*** Opening of Source records ***

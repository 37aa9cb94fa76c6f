//! Domain signal patterns.
//!
//! Static keyword data for deterministic request classification.
// Allow expect() on static regex patterns - these are guaranteed to compile
#![allow(clippy::expect_used)]

use crate::models::Domain;
use regex::Regex;
use std::sync::LazyLock;

/// A keyword signal pointing at a domain.
#[derive(Debug)]
pub struct DomainSignal {
    /// The regex pattern to match.
    pub pattern: Regex,
    /// The domain this pattern indicates.
    pub domain: Domain,
    /// Human-readable description of the signal.
    pub description: &'static str,
}

/// Static domain signals. Order within a domain does not matter.
pub static DOMAIN_SIGNALS: LazyLock<Vec<DomainSignal>> = LazyLock::new(|| {
    vec![
        // Emergency patterns
        DomainSignal {
            pattern: Regex::new(r"(?i)\b(emergency|help\s+me|urgent(ly)?)\b")
                .expect("static regex: emergency"),
            domain: Domain::Emergency,
            description: "emergency/help me",
        },
        DomainSignal {
            pattern: Regex::new(r"(?i)\b(fire|smoke|flames?|burning)\b").expect("static regex: fire"),
            domain: Domain::Emergency,
            description: "fire/smoke",
        },
        DomainSignal {
            pattern: Regex::new(r"(?i)\b(gas\s*(leak|smell)|smell\w*\s+(of\s+)?gas|carbon\s+monoxide)\b")
                .expect("static regex: gas"),
            domain: Domain::Emergency,
            description: "gas leak",
        },
        DomainSignal {
            pattern: Regex::new(r"(?i)\b(flood\w*|burst\s+pipe|pipe\s+burst|water\s*(burst|leak))\b")
                .expect("static regex: water"),
            domain: Domain::Emergency,
            description: "water burst/flood",
        },
        DomainSignal {
            pattern: Regex::new(r"(?i)\b(fell|fallen|fall(ing)?\s+down|can'?t\s+(breathe|get\s+up)|chest\s+pain)\b")
                .expect("static regex: fall"),
            domain: Domain::Emergency,
            description: "fall/medical distress",
        },
        DomainSignal {
            pattern: Regex::new(r"(?i)\b(alarm|sensor)\s+(is\s+)?(going\s+off|triggered|beeping)\b")
                .expect("static regex: alarm"),
            domain: Domain::Emergency,
            description: "alarm triggered",
        },
        // Medication patterns
        DomainSignal {
            pattern: Regex::new(r"(?i)\b(medications?|medicines?|meds|pills?|tablets?|capsules?|doses?|dosage|prescriptions?)\b")
                .expect("static regex: medication nouns"),
            domain: Domain::Medication,
            description: "medication/pill/dose",
        },
        DomainSignal {
            pattern: Regex::new(r"(?i)\b(aspirin|paracetamol|ibuprofen|metformin|insulin|antacid|gastro|vitamins?)\b")
                .expect("static regex: drug names"),
            domain: Domain::Medication,
            description: "common drug names",
        },
        DomainSignal {
            pattern: Regex::new(r"(?i)\b(did\s+i\s+take|take\s+my|taken\s+my|before\s+(meals?|eating|dinner|lunch|breakfast))\b")
                .expect("static regex: intake"),
            domain: Domain::Medication,
            description: "intake phrasing",
        },
        // Communication patterns
        DomainSignal {
            pattern: Regex::new(r"(?i)\b(tell|call|text|message|notify|remind)\s+(my\s+)?\w+")
                .expect("static regex: tell/call"),
            domain: Domain::General,
            description: "tell/call/message someone",
        },
        DomainSignal {
            pattern: Regex::new(r"(?i)\b(let\s+\w+\s+know|send\s+(a\s+)?(message|note|text))\b")
                .expect("static regex: let know"),
            domain: Domain::General,
            description: "let know/send message",
        },
    ]
});

#[cfg(test)]
mod tests {
    use super::*;

    #[test]
    fn test_every_domain_has_signals() {
        for domain in Domain::all() {
            assert!(
                DOMAIN_SIGNALS.iter().any(|s| s.domain == *domain),
                "no signal for {domain}"
            );
        }
    }
}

*** Close of Source records ***

Your instructions> The expected answer is every line in the data above that carries the string "know".

Output of the exercise>
            pattern: Regex::new(r"(?i)\b(let\s+\w+\s+know|send\s+(a\s+)?(message|note|text))\b")
                .expect("static regex: let know"),
            description: "let know/send message",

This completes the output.